§ WHAT TO WORK ON: Keep only the lines of the material below that contain the word "RedisKvClient". Copy those lines.

== DATA UNDER STUDY ==

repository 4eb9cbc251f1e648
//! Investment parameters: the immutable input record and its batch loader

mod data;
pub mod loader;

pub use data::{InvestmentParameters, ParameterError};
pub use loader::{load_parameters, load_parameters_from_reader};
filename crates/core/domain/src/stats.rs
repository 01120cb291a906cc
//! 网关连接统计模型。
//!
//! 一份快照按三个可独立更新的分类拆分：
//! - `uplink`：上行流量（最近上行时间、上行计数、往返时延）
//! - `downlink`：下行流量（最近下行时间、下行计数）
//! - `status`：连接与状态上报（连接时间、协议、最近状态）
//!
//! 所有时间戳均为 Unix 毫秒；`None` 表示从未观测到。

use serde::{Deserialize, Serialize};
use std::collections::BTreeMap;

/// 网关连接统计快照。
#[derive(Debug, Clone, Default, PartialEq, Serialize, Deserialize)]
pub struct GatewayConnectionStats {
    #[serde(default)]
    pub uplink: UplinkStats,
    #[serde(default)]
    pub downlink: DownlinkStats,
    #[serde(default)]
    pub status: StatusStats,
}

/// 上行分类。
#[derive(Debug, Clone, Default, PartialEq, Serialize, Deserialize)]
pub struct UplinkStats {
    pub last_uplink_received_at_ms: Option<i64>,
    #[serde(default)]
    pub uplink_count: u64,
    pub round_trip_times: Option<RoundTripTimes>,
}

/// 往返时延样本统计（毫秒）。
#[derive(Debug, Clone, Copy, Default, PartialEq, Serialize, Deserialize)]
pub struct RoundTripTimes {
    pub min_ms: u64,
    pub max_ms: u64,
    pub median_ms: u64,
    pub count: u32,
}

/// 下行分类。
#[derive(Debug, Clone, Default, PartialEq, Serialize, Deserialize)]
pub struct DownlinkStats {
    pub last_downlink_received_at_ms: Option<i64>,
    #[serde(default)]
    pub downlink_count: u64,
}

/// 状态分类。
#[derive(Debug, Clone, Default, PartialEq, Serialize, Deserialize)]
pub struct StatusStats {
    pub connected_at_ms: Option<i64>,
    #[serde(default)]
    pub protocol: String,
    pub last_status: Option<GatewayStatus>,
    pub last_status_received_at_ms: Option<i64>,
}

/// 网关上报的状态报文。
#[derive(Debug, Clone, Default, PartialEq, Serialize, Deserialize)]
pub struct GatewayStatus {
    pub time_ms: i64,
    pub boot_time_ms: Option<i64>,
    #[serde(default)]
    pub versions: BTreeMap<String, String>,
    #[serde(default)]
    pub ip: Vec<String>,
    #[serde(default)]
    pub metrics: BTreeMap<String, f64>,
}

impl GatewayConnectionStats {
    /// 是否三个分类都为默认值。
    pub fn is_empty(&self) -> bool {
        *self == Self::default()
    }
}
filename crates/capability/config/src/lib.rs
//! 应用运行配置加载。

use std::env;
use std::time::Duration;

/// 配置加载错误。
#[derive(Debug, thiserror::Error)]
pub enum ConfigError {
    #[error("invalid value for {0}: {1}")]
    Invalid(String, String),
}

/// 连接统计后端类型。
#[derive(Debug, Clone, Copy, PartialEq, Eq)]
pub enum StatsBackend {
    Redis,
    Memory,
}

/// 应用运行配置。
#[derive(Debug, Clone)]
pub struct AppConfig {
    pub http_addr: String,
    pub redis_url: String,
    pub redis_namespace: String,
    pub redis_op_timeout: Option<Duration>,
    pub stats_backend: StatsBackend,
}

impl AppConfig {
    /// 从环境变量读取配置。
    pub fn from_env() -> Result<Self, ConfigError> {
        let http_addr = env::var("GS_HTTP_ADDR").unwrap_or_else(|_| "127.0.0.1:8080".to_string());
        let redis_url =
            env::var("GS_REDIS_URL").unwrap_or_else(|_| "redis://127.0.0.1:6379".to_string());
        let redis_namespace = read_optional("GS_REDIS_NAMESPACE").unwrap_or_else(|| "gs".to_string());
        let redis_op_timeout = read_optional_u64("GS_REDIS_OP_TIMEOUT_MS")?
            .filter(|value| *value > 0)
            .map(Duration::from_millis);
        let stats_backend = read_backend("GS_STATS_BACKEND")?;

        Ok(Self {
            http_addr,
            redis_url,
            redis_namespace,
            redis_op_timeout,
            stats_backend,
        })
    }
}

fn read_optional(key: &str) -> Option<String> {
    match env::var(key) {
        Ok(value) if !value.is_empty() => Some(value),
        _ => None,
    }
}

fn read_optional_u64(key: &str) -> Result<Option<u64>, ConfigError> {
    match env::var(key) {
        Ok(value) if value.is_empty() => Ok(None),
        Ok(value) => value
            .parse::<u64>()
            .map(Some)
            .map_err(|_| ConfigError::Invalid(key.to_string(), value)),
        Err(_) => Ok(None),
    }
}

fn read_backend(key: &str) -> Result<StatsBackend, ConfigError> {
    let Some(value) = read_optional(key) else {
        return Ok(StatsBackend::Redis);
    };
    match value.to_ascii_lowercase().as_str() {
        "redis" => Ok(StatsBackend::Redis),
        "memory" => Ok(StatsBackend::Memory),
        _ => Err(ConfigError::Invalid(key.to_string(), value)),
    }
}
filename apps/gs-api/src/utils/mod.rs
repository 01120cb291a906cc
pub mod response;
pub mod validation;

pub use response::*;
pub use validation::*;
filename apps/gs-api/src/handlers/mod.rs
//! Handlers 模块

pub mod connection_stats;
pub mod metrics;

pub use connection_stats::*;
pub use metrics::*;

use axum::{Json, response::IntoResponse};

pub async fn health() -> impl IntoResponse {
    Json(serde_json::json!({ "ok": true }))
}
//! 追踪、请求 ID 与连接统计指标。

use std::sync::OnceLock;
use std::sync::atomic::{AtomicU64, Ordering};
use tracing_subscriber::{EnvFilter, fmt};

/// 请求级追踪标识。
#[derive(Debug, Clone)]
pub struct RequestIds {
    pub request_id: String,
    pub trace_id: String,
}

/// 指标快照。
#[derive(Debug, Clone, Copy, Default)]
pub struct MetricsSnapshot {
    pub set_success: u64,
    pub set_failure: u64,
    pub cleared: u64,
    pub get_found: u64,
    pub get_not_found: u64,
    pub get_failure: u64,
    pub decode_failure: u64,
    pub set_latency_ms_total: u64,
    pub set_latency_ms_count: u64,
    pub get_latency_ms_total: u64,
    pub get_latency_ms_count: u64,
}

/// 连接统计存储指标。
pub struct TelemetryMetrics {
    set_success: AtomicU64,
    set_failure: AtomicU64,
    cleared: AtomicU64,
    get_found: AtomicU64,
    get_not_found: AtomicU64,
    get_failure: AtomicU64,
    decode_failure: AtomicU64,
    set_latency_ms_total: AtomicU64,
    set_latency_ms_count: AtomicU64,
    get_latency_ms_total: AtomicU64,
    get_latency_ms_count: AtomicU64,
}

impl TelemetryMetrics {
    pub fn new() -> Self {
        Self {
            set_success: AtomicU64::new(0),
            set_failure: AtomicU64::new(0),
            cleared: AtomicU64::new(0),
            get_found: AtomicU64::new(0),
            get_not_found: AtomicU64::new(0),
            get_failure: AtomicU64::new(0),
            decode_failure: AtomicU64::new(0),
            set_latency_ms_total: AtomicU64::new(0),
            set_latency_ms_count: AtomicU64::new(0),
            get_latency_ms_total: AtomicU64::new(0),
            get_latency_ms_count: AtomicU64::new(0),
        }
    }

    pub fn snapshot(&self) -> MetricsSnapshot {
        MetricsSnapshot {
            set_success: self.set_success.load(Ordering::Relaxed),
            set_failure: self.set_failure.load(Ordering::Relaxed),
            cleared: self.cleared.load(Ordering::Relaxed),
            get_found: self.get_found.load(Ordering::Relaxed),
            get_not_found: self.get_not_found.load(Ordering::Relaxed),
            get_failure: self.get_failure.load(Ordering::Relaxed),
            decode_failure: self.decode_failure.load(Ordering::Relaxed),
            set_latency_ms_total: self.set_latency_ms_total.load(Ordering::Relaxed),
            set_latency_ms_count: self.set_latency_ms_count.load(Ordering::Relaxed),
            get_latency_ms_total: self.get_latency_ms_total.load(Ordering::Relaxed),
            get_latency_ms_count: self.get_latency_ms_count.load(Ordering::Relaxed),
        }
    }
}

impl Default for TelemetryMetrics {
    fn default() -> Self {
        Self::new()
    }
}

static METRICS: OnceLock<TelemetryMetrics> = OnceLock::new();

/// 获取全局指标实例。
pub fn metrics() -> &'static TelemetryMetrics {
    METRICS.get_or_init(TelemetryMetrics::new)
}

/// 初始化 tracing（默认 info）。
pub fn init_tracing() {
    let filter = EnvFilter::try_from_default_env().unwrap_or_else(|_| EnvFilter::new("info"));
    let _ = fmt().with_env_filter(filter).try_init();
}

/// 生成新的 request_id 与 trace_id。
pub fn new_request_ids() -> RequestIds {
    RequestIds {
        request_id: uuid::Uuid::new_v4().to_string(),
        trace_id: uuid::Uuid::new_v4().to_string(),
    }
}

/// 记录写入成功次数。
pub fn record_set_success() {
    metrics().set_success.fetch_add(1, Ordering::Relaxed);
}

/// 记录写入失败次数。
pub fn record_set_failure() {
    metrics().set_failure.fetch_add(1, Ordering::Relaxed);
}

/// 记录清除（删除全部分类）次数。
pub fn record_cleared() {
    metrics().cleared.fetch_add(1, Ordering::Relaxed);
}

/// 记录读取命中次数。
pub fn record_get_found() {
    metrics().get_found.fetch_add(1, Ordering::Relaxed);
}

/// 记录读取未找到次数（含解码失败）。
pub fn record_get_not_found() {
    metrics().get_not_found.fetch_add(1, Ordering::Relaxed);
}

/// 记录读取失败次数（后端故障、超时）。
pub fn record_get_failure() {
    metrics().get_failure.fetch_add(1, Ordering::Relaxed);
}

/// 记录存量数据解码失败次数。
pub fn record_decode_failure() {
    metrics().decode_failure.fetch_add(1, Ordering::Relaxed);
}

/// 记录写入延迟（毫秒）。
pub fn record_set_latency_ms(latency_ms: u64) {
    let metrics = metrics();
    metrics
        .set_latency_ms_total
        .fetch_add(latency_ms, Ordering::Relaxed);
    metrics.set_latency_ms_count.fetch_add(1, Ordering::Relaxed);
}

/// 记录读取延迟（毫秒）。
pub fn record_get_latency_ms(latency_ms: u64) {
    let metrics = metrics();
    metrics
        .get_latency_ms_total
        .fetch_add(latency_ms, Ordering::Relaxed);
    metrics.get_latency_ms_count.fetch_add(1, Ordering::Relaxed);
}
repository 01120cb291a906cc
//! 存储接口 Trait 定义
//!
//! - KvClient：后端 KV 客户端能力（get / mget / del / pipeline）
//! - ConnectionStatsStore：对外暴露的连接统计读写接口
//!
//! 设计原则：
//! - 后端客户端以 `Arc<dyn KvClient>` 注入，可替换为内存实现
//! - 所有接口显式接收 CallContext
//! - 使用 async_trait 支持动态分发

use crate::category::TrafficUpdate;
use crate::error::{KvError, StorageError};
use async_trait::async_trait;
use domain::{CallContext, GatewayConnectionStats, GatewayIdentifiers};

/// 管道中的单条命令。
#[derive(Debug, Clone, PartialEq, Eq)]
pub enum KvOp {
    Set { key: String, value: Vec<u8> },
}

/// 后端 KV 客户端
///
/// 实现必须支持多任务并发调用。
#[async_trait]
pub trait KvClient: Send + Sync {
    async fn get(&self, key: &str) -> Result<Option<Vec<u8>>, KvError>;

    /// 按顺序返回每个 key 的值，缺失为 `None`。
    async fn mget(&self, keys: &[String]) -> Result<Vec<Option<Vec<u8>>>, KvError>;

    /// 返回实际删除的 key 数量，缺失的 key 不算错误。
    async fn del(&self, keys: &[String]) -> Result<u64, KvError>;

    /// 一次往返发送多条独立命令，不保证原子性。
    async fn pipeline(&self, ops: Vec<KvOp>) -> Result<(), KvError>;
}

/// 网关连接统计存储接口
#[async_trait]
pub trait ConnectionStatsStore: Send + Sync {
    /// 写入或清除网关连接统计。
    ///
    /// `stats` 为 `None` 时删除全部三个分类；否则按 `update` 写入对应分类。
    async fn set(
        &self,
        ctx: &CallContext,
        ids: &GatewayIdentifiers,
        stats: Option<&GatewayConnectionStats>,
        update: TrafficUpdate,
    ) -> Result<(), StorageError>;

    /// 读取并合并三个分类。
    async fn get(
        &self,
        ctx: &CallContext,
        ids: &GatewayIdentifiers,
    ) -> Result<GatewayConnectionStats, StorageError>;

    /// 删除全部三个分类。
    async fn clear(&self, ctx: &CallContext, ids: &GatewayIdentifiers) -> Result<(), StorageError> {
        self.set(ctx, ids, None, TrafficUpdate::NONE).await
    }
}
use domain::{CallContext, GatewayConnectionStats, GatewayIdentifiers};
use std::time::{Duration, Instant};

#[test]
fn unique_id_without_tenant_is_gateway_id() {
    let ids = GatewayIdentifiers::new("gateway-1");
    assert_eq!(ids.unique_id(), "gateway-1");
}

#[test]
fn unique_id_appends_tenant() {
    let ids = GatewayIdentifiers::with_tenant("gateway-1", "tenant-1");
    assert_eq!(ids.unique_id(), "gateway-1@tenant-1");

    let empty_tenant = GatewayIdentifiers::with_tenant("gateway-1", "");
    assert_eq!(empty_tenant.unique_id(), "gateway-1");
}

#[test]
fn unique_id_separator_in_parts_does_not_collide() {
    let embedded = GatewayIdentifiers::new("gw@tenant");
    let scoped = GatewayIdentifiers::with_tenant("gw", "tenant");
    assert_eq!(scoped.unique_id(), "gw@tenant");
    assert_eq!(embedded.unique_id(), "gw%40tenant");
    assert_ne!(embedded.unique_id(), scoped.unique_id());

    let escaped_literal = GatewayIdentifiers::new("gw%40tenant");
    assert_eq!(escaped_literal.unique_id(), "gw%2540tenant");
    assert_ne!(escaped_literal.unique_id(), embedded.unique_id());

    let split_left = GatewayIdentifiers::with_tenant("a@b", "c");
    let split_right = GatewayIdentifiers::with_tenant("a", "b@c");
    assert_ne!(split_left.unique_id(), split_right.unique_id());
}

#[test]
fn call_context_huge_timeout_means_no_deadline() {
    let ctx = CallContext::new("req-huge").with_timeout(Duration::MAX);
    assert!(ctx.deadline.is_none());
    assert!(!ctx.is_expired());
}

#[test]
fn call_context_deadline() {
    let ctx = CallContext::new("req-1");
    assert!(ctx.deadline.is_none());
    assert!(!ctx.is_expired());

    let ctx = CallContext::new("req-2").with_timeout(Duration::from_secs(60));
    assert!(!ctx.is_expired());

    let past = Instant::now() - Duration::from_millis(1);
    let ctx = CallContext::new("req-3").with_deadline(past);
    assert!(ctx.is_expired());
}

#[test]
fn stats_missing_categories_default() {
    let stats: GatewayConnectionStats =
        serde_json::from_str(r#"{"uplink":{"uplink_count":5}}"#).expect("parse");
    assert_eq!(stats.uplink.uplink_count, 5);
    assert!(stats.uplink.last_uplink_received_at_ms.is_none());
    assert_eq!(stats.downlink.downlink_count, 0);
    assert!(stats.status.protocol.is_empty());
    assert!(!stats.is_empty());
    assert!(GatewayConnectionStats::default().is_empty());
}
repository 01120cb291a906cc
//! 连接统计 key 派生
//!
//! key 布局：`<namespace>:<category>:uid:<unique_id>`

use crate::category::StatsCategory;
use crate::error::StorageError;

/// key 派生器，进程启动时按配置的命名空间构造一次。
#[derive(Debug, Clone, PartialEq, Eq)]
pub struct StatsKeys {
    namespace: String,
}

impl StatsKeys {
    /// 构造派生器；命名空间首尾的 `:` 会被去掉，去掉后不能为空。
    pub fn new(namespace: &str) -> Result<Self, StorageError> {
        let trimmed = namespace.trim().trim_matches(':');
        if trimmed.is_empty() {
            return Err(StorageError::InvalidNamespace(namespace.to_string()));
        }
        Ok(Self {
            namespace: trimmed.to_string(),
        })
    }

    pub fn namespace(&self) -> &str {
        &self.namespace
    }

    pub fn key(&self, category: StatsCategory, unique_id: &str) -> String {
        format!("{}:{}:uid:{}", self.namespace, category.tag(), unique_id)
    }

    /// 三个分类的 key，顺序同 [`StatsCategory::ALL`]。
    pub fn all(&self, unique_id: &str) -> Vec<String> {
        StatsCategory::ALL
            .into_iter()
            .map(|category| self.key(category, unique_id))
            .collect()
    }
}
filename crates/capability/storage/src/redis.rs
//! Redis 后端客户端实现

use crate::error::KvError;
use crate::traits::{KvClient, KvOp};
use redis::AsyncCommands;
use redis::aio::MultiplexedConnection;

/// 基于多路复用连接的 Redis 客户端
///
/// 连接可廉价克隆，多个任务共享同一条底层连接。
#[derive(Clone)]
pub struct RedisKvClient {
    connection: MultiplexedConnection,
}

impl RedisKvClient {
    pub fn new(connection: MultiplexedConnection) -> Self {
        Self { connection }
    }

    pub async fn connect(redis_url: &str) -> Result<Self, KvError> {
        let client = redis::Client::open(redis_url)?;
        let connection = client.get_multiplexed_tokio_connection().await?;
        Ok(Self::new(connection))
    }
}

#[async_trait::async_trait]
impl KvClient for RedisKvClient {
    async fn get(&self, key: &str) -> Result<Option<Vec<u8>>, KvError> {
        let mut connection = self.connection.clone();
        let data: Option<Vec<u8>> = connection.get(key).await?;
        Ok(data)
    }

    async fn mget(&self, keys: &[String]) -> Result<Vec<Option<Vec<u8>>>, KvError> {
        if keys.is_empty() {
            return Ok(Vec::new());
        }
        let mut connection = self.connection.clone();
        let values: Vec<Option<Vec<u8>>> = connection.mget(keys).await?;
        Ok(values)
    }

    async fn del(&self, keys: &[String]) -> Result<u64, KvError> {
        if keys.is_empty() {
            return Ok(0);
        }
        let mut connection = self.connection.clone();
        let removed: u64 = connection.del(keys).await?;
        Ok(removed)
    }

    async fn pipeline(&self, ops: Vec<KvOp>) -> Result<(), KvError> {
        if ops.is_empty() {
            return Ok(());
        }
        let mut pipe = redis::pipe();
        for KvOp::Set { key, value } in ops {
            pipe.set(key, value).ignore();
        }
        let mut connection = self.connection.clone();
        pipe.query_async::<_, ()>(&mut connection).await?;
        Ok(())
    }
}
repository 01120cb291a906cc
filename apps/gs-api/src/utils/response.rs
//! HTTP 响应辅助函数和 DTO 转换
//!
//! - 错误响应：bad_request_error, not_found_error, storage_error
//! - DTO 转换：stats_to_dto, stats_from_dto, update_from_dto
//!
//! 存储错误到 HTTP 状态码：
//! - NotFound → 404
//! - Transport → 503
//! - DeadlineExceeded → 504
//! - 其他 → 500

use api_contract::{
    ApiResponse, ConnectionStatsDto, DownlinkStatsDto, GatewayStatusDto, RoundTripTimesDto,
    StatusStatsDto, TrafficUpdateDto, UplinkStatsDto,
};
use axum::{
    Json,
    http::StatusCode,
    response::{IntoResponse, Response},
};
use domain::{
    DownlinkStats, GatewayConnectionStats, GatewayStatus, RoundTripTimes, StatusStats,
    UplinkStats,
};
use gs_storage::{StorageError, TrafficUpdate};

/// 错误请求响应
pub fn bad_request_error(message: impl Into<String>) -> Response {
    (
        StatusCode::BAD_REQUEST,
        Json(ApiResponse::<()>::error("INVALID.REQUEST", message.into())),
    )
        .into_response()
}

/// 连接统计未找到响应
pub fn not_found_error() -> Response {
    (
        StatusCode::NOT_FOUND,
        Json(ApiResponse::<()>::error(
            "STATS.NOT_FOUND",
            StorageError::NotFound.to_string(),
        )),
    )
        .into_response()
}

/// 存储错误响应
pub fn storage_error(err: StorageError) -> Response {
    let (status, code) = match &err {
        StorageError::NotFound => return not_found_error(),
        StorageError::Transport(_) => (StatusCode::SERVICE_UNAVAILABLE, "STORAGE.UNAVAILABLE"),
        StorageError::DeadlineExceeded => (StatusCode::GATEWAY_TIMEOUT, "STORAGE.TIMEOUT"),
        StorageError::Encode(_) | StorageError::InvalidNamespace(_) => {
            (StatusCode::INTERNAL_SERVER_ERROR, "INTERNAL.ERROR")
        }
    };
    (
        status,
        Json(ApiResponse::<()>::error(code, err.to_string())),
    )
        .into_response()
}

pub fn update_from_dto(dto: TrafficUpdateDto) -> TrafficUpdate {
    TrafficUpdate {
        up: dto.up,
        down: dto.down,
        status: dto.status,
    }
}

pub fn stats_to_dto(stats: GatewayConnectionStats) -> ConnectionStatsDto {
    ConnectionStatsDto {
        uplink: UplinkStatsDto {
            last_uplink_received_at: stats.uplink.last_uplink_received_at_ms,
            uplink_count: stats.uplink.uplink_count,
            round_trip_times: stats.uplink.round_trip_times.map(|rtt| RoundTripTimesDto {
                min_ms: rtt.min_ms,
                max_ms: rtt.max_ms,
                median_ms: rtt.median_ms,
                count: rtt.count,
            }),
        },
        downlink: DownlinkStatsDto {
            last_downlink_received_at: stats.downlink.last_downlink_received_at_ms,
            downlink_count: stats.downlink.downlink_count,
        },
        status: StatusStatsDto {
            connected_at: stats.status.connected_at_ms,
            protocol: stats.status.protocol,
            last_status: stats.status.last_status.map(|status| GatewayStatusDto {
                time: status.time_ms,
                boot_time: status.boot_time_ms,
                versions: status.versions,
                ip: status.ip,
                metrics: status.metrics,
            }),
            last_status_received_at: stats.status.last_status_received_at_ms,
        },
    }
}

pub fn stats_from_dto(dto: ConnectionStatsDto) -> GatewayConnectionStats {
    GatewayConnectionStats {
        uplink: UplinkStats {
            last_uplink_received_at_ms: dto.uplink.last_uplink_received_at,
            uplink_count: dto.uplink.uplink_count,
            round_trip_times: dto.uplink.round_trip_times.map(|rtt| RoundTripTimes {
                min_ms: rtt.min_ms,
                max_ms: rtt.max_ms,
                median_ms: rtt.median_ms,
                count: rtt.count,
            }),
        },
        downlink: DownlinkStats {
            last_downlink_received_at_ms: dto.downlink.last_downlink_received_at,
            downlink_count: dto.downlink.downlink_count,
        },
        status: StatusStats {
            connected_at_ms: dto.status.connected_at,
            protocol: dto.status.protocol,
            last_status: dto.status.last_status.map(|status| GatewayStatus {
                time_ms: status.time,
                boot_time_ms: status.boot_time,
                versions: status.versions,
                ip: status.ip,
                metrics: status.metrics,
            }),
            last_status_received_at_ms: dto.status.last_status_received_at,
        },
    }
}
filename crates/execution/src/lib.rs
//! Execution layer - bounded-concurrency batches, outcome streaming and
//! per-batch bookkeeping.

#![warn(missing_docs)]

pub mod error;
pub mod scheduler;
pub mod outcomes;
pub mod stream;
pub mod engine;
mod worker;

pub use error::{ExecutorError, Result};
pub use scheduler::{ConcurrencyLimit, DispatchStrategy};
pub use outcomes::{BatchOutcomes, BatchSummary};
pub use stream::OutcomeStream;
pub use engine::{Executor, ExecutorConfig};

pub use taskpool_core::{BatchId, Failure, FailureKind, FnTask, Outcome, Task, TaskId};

===

§ WRITTEN REPLY:
pub struct RedisKvClient {
impl RedisKvClient {
impl KvClient for RedisKvClient {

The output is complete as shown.